Decision affirmed. In 2011, IBM entered into an agreement with Bank of America, wherein Wilson alleged he should receive approximately $800,000 under the terms. However, because the transaction was classified by IBM as a “significant transaction,” IBM was permitted a recalculation under the terms of the IPL, and Wilson was compensated approximately $470,000. Wilson brought a breach of contract claim for the difference in commission. The 11th Circuit examined the case under Georgia law, and affirmed the district court’s decision, recognizing that IBM did not breach the IPL. Specifically, the 11th Circuit pointed to IBM’s ability to adjust or modify the plan and incentive payments, and recognized that even though the terms were “very favorable” to IBM, they were the terms that Wilson accepted. Further, the 11th Circuit acknowledged IBM’s abilities to retroactivity modify the sales quota after the sales period closed and pursuant to the terms of the contract. In holding, the 11th Circuit recognized that the terms allowed IBM the ability to modify the plan at any time until the business results were complete – which includes the time IBM needs to access the impact of a significant transaction on an employee’s sale quota. Decision affirmed.

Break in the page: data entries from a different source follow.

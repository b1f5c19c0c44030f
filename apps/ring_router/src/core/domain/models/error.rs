use hash_ring::RingError;
use thiserror::Error;

#[derive(Debug, Error)]
pub enum AppError {
    #[error(transparent)]
    Ring(#[from] RingError),

    #[error("Bad request: {0}")]
    BadRequest(String),

    #[error("Config error: {0}")]
    Config(String),

    #[error("io error: {0}")]
    Io(#[from] std::io::Error),
}
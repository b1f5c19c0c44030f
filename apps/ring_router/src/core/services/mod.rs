pub mod command_parser_service;
pub mod request_controller_service;

pub use command_parser_service::CommandParserService;
pub use request_controller_service::RequestControllerService;
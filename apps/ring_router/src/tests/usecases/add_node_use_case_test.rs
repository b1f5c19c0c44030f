#[cfg(test)]
mod tests {
    use std::sync::Arc;

    use app_core::{UseCase, UseCaseValidatable};
    use hash_ring::{NodeId, RingError};

    use crate::{
        core::{
            domain::models::{AppError, usecases::AddNodeUseCaseInput},
            usecases::AddNodeUseCase,
        },
        tests::test_mocks::MockHasher,
    };

    fn input(pool: &str, node_id: &str, weight: u32) -> AddNodeUseCaseInput {
        AddNodeUseCaseInput {
            pool: pool.into(),
            node_id: node_id.into(),
            weight,
        }
    }

    #[tokio::test]
    async fn validate_fails_when_pool_is_empty() {
        let uc = AddNodeUseCase::new(Arc::new(MockHasher::new()));

        let err = uc.validate(&input("", "n1", 1)).await.unwrap_err();
        assert!(matches!(err, AppError::BadRequest(msg) if msg == "Pool is empty"));
    }

    #[tokio::test]
    async fn validate_fails_when_node_id_is_empty() {
        let uc = AddNodeUseCase::new(Arc::new(MockHasher::new()));

        let err = uc.validate(&input("cache", "", 1)).await.unwrap_err();
        assert!(matches!(err, AppError::BadRequest(msg) if msg == "Node id is empty"));
    }

    #[tokio::test]
    async fn validate_fails_when_weight_is_zero() {
        let hasher = Arc::new(MockHasher::new());
        let uc = AddNodeUseCase::new(hasher.clone());

        let err = uc
            .validate_and_execute(input("cache", "n1", 0))
            .await
            .unwrap_err();
        assert!(matches!(err, AppError::BadRequest(_)));

        // never reached the service
        assert!(hasher.last_add_node.lock().is_none());
    }

    #[tokio::test]
    async fn adds_node_with_weight() {
        let hasher = Arc::new(MockHasher::new());
        let uc = AddNodeUseCase::new(hasher.clone());

        let out = uc
            .validate_and_execute(input("cache", "n1", 3))
            .await
            .expect("add should succeed");

        assert!(out.success);
        assert_eq!(
            hasher.last_add_node.lock().clone(),
            Some(("cache".to_string(), "n1".to_string(), 3))
        );
    }

    #[tokio::test]
    async fn propagates_ring_error() {
        let hasher = Arc::new(MockHasher::new());
        hasher.set_add_node_result(Err(RingError::NodeAlreadyExists(NodeId::new("n1"))));
        let uc = AddNodeUseCase::new(hasher);

        let err = uc.execute(input("cache", "n1", 1)).await.unwrap_err();
        assert!(matches!(
            err,
            AppError::Ring(RingError::NodeAlreadyExists(id)) if id == "n1"
        ));
    }
}
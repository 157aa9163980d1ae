//! Bulk blacklist endpoint.

use crate::AbuseIpClient;
use abuseip_core::{ApiEnvelope, Result};
use serde_json::Value;

/// Default confidence threshold for a listing
const DEFAULT_CONFIDENCE_MINIMUM: u32 = 100;

/// Blacklist API endpoints
pub struct BlacklistApi<'a> {
    client: &'a AbuseIpClient,
}

impl<'a> BlacklistApi<'a> {
    pub(crate) fn new(client: &'a AbuseIpClient) -> Self {
        Self { client }
    }

    /// Fetch the blacklist of high-confidence abusive addresses
    ///
    /// # Example
    ///
    /// ```rust,ignore
    /// let raw = client.blacklist().fetch().confidence_minimum(95).plaintext().await?;
    /// for address in raw.lines() {
    ///     println!("deny {address};");
    /// }
    /// ```
    #[must_use]
    pub fn fetch(&self) -> BlacklistRequestBuilder<'a> {
        BlacklistRequestBuilder::new(self.client)
    }
}

/// Builder for blacklist requests
pub struct BlacklistRequestBuilder<'a> {
    client: &'a AbuseIpClient,
    confidence_minimum: u32,
}

impl<'a> BlacklistRequestBuilder<'a> {
    fn new(client: &'a AbuseIpClient) -> Self {
        Self {
            client,
            confidence_minimum: DEFAULT_CONFIDENCE_MINIMUM,
        }
    }

    /// Minimum confidence (0-100) the service must have that an address is
    /// abusive before listing it
    #[must_use]
    pub fn confidence_minimum(mut self, minimum: u32) -> Self {
        self.confidence_minimum = minimum;
        self
    }

    /// Fetch the blacklist as structured records
    pub async fn records(self) -> Result<Vec<Value>> {
        let minimum = self.confidence_minimum.to_string();
        let params = [("confidenceMinimum", minimum.as_str())];

        let envelope: ApiEnvelope<Vec<Value>> = self
            .client
            .get_with_query("/api/v2/blacklist", &params)
            .await?;
        Ok(envelope.data)
    }

    /// Fetch the blacklist as raw newline-delimited addresses
    pub async fn plaintext(self) -> Result<String> {
        let minimum = self.confidence_minimum.to_string();
        let params = [
            ("confidenceMinimum", minimum.as_str()),
            ("plaintext", "1"),
        ];

        self.client
            .get_text_with_query("/api/v2/blacklist", &params)
            .await
    }
}
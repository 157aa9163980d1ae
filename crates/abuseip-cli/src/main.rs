//! abuseip - AbuseIPDB command-line client.
//!
//! Check the abuse status of specific IPs, or pull the blacklist of
//! high-confidence abusers formatted for nginx.

use anyhow::Result;

#[tokio::main]
async fn main() -> Result<()> {
    abuseip_cli::run().await
}
//! Basic example demonstrating an AbuseIPDB lookup.
//!
//! Run with: cargo run --example check_ip
//!
//! Put your API key in an `.apikey` file (`APIKEY=...`) in the current
//! directory, or point the APIKEY environment variable at one.

use abuseip_client::{AbuseIpClient, Result};

#[tokio::main]
async fn main() -> Result<()> {
    // Create client; the key is resolved from `.apikey` on first use
    let client = AbuseIpClient::new();

    // Look up a single address, considering reports from the last 90 days
    println!("=== Check: 118.25.6.39 ===");
    let report = client
        .check()
        .ip("118.25.6.39")
        .max_age_days("90")
        .send()
        .await?;
    println!("Score: {}", report["abuseConfidenceScore"]);
    println!("Reports: {}", report["totalReports"]);
    println!("ISP: {}", report["isp"]);
    println!();

    // Pull the high-confidence blacklist and render deny directives
    println!("=== Blacklist (confidence >= 95, first 10) ===");
    let raw = client
        .blacklist()
        .fetch()
        .confidence_minimum(95)
        .plaintext()
        .await?;
    for address in raw.lines().take(10) {
        println!("deny {address};");
    }

    Ok(())
}
//! Response types shared by the check and blacklist endpoints.

use serde::Deserialize;
use serde_json::Value;

/// Envelope wrapping every JSON response from the API.
///
/// AbuseIPDB nests the payload of interest under a top-level `data` key,
/// for both single-address checks and the structured blacklist.
#[derive(Debug, Deserialize)]
pub struct ApiEnvelope<T> {
    /// The payload of the response
    pub data: T,
}

/// A single check result.
///
/// The service reports a shifting set of fields per address (confidence
/// score, report count, usage type, ISP, ...). The client passes the record
/// through to formatting untouched, preserving the field order the service
/// sent, so callers always see exactly what the API returned.
pub type CheckReport = Value;
//! API key resolution from `.apikey` files.
//!
//! The key is the `APIKEY` entry of a simple `KEY=value` file, by default
//! `<directory>/.apikey`. The `APIKEY` environment variable overrides the
//! file path. Lookups are memoized per directory, so the filesystem is
//! touched at most once per location for the life of the store.

use std::collections::HashMap;
use std::env;
use std::fs;
use std::path::{Path, PathBuf};
use std::sync::RwLock;

use tracing::debug;

/// File consulted in each lookup directory
const KEY_FILE: &str = ".apikey";

/// Name of the file entry holding the key, and of the path override variable
const APIKEY: &str = "APIKEY";

/// Memoized `.apikey` lookups, keyed by directory.
///
/// The default lookup (no directory) is cached under its own key, so the
/// current-directory/executable-directory fallback chain runs once per
/// store. Negative outcomes are cached too: a directory without a readable
/// key file stays absent even if a file appears later.
#[derive(Debug, Default)]
pub struct KeyStore {
    path_override: Option<PathBuf>,
    entries: RwLock<HashMap<Option<PathBuf>, Option<String>>>,
}

impl KeyStore {
    /// Create an empty store with no path override
    #[must_use]
    pub fn new() -> Self {
        Self::default()
    }

    /// Create a store honouring the `APIKEY` path override from the
    /// environment, captured once at construction
    #[must_use]
    pub fn from_env() -> Self {
        Self::with_override(env::var_os(APIKEY).map(PathBuf::from))
    }

    /// Create a store reading from a fixed file path instead of
    /// `<directory>/.apikey`
    #[must_use]
    pub fn with_override(path_override: Option<PathBuf>) -> Self {
        Self {
            path_override,
            entries: RwLock::new(HashMap::new()),
        }
    }

    /// Resolve the API key for `directory`.
    ///
    /// With no directory, the current directory is tried first, then the
    /// directory holding the running executable. A missing, unreadable, or
    /// malformed key file resolves to `None`; the request layer then sends
    /// no `Key` header and the service rejects the call.
    pub fn resolve(&self, directory: Option<&Path>) -> Option<String> {
        let cache_key = directory.map(Path::to_path_buf);
        if let Some(cached) = self.cached(&cache_key) {
            return cached;
        }

        let resolved = match directory {
            Some(dir) => self.read_key(dir),
            None => self.resolve(Some(Path::new("."))).or_else(|| {
                env::current_exe()
                    .ok()
                    .and_then(|exe| exe.parent().map(Path::to_path_buf))
                    .and_then(|dir| self.read_key(&dir))
            }),
        };

        if let Ok(mut entries) = self.entries.write() {
            entries.insert(cache_key, resolved.clone());
        }
        resolved
    }

    fn cached(&self, cache_key: &Option<PathBuf>) -> Option<Option<String>> {
        let entries = self.entries.read().ok()?;
        entries.get(cache_key).cloned()
    }

    fn read_key(&self, directory: &Path) -> Option<String> {
        let path = self
            .path_override
            .clone()
            .unwrap_or_else(|| directory.join(KEY_FILE));

        match fs::read_to_string(&path) {
            Ok(content) => parse_env(&content).remove(APIKEY),
            Err(err) => {
                debug!(path = %path.display(), error = %err, "no readable key file");
                None
            }
        }
    }
}

/// Parse a `KEY=value` file.
///
/// Blank lines and `#` comments are skipped, as are lines without an `=`.
/// Values may carry matching single or double quotes.
fn parse_env(content: &str) -> HashMap<String, String> {
    let mut entries = HashMap::new();

    for line in content.lines() {
        let line = line.trim();
        if line.is_empty() || line.starts_with('#') {
            continue;
        }
        let Some((name, value)) = line.split_once('=') else {
            continue;
        };
        let name = name.trim();
        if name.is_empty() {
            continue;
        }

        let value = value.trim();
        let value = value
            .strip_prefix('"')
            .and_then(|v| v.strip_suffix('"'))
            .or_else(|| value.strip_prefix('\'').and_then(|v| v.strip_suffix('\'')))
            .unwrap_or(value);

        entries.insert(name.to_string(), value.to_string());
    }

    entries
}
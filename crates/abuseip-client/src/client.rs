//! Main AbuseIPDB API client implementation.

use crate::api::{BlacklistApi, CheckApi};
use crate::keyfile::KeyStore;
use abuseip_core::{AbuseIpError, Result};
use reqwest::header;
use reqwest::Client as HttpClient;
use serde::de::DeserializeOwned;
use std::path::PathBuf;
use std::sync::Arc;
use std::time::Duration;
use tracing::{debug, warn};

/// The AbuseIPDB API base URL
const DEFAULT_BASE_URL: &str = "https://api.abuseipdb.com";

/// Default request timeout
const DEFAULT_TIMEOUT: Duration = Duration::from_secs(30);

/// Main AbuseIPDB API client
#[derive(Clone)]
pub struct AbuseIpClient {
    inner: Arc<ClientInner>,
}

struct ClientInner {
    http: HttpClient,
    keys: KeyStore,
    key_dir: Option<PathBuf>,
    base_url: String,
}

impl AbuseIpClient {
    /// Create a new client with default settings, resolving the API key
    /// from `.apikey` files (honouring the `APIKEY` path override)
    #[must_use]
    pub fn new() -> Self {
        AbuseIpClientBuilder::new().build()
    }

    /// Create a builder for custom configuration
    #[must_use]
    pub fn builder() -> AbuseIpClientBuilder {
        AbuseIpClientBuilder::new()
    }

    /// Access the single-address check endpoint
    #[must_use]
    pub fn check(&self) -> CheckApi<'_> {
        CheckApi::new(self)
    }

    /// Access the bulk blacklist endpoint
    #[must_use]
    pub fn blacklist(&self) -> BlacklistApi<'_> {
        BlacklistApi::new(self)
    }

    /// Perform a GET request expecting a JSON body
    pub(crate) async fn get_with_query<T: DeserializeOwned>(
        &self,
        path: &str,
        params: &[(&str, &str)],
    ) -> Result<T> {
        let response = self.send_get(path, params).await?;
        self.handle_response(response).await
    }

    /// Perform a GET request expecting a plain-text body
    pub(crate) async fn get_text_with_query(
        &self,
        path: &str,
        params: &[(&str, &str)],
    ) -> Result<String> {
        let response = self.send_get(path, params).await?;
        self.handle_text_response(response).await
    }

    async fn send_get(&self, path: &str, params: &[(&str, &str)]) -> Result<reqwest::Response> {
        let url = self.build_url(path, params);
        debug!(url = %url, "GET request");

        let mut request = self
            .inner
            .http
            .get(&url)
            .header(header::ACCEPT, "application/json");

        // A store with no key leaves the header off; the service answers 401.
        if let Some(key) = self.inner.keys.resolve(self.inner.key_dir.as_deref()) {
            request = request.header("Key", key);
        }

        request
            .send()
            .await
            .map_err(|e| AbuseIpError::Http(e.to_string()))
    }

    /// Build a URL with query parameters
    fn build_url(&self, path: &str, params: &[(&str, &str)]) -> String {
        let mut url = format!("{}{}", self.inner.base_url, path);

        let mut separator = '?';
        for (key, value) in params {
            url.push(separator);
            url.push_str(key);
            url.push('=');
            url.push_str(&urlencoding::encode(value));
            separator = '&';
        }

        url
    }

    /// Handle an API response that returns JSON
    async fn handle_response<T: DeserializeOwned>(
        &self,
        response: reqwest::Response,
    ) -> Result<T> {
        let status = response.status();

        if status.is_success() {
            let body = response
                .text()
                .await
                .map_err(|e| AbuseIpError::Http(e.to_string()))?;
            serde_json::from_str(&body).map_err(AbuseIpError::Json)
        } else {
            self.handle_error(status.as_u16(), response).await
        }
    }

    /// Handle an API response whose success body is raw text
    async fn handle_text_response(&self, response: reqwest::Response) -> Result<String> {
        let status = response.status();

        if status.is_success() {
            response
                .text()
                .await
                .map_err(|e| AbuseIpError::Http(e.to_string()))
        } else {
            self.handle_error(status.as_u16(), response).await
        }
    }

    /// Convert an error response to an AbuseIpError
    async fn handle_error<T>(&self, status: u16, response: reqwest::Response) -> Result<T> {
        let retry_after = response
            .headers()
            .get(header::RETRY_AFTER)
            .and_then(|v| v.to_str().ok())
            .and_then(|v| v.parse().ok());

        let body = response.text().await.unwrap_or_default();
        warn!(status, body = %body, "API request failed");

        // Error bodies nest details under "errors": [{"detail": ..., "status": ...}]
        let message = serde_json::from_str::<serde_json::Value>(&body)
            .ok()
            .and_then(|v| {
                v.get("errors")?
                    .get(0)?
                    .get("detail")?
                    .as_str()
                    .map(String::from)
            })
            .unwrap_or(body);

        match status {
            401 => Err(AbuseIpError::Unauthorized),
            429 => Err(AbuseIpError::RateLimited { retry_after }),
            _ => Err(AbuseIpError::Api {
                code: status,
                message,
            }),
        }
    }
}

impl Default for AbuseIpClient {
    fn default() -> Self {
        Self::new()
    }
}

/// Builder for configuring an [`AbuseIpClient`]
pub struct AbuseIpClientBuilder {
    keys: KeyStore,
    key_dir: Option<PathBuf>,
    base_url: String,
    timeout: Duration,
    user_agent: String,
}

impl AbuseIpClientBuilder {
    /// Create a new builder with default settings
    #[must_use]
    pub fn new() -> Self {
        Self {
            keys: KeyStore::from_env(),
            key_dir: None,
            base_url: DEFAULT_BASE_URL.to_string(),
            timeout: DEFAULT_TIMEOUT,
            user_agent: format!("abuseip-rs/{}", env!("CARGO_PKG_VERSION")),
        }
    }

    /// Supply a pre-built key store (useful for tests and for sharing a
    /// cache across clients)
    #[must_use]
    pub fn key_store(mut self, keys: KeyStore) -> Self {
        self.keys = keys;
        self
    }

    /// Resolve the key against a fixed directory instead of the default
    /// current-directory/executable-directory chain
    #[must_use]
    pub fn key_dir(mut self, dir: impl Into<PathBuf>) -> Self {
        self.key_dir = Some(dir.into());
        self
    }

    /// Set the base URL (useful for testing)
    #[must_use]
    pub fn base_url(mut self, url: impl Into<String>) -> Self {
        self.base_url = url.into();
        self
    }

    /// Set the request timeout
    #[must_use]
    pub fn timeout(mut self, timeout: Duration) -> Self {
        self.timeout = timeout;
        self
    }

    /// Set the User-Agent header
    #[must_use]
    pub fn user_agent(mut self, agent: impl Into<String>) -> Self {
        self.user_agent = agent.into();
        self
    }

    /// Build the client
    #[must_use]
    pub fn build(self) -> AbuseIpClient {
        let http = HttpClient::builder()
            .timeout(self.timeout)
            .user_agent(&self.user_agent)
            .gzip(true)
            .build()
            .expect("Failed to build HTTP client");

        AbuseIpClient {
            inner: Arc::new(ClientInner {
                http,
                keys: self.keys,
                key_dir: self.key_dir,
                base_url: self.base_url,
            }),
        }
    }
}

impl Default for AbuseIpClientBuilder {
    fn default() -> Self {
        Self::new()
    }
}

// URL encoding helper
mod urlencoding {
    pub fn encode(s: &str) -> String {
        url::form_urlencoded::byte_serialize(s.as_bytes()).collect()
    }
}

Bozorgmehr Pouyeh v. Bascom Palmer Eye Institute, et al., No. 14-13704 (11th Cir. 2015)

Brief summary: Former Employee’s Threadbare Allegations of Discrimination Not Sufficient to Sustain Motion to Dismiss

In Pouyeh v. Bascom Palmer Eye Institute, pro se, former employee Pouyeh appealed the district court’s dismissal of his claims pursuant to Iqbal and Twombly.

By background, Pouyeah is Iranian, and attended medical school in Iran. He held position as a volunteer research fellow with Bascom, but sought a position as an ophthalmology resident at Bascom. He applied for three years, from 2010-2012, and asserts he was qualified, but never received a position. In 2011, he filed a charge with the EEOC sounding in discrimination based on national origin. After his volunteer research position was terminated, he attended continuing medical education classes at Bascom and was detained by security guards and arrested for trespassing. The district court dismissed his claims. On appeal, the 11th Circuit recognized that Pouyeh abandoned many of his claims, by failing to address them. Regarding the discrimination claims, the 11th Circuit concluded they were properly dismissed as Pouyeh did not provide sufficient factual allegations to “suggest discrimination,” especially as his allegations that he was qualified were threadbare. Finally, the 11th Circuit concluded that Pouyah failed to show the standards for deciding motions to dismiss pursuant to Iqbal and Twombly were unconstitutional. Decision affirmed.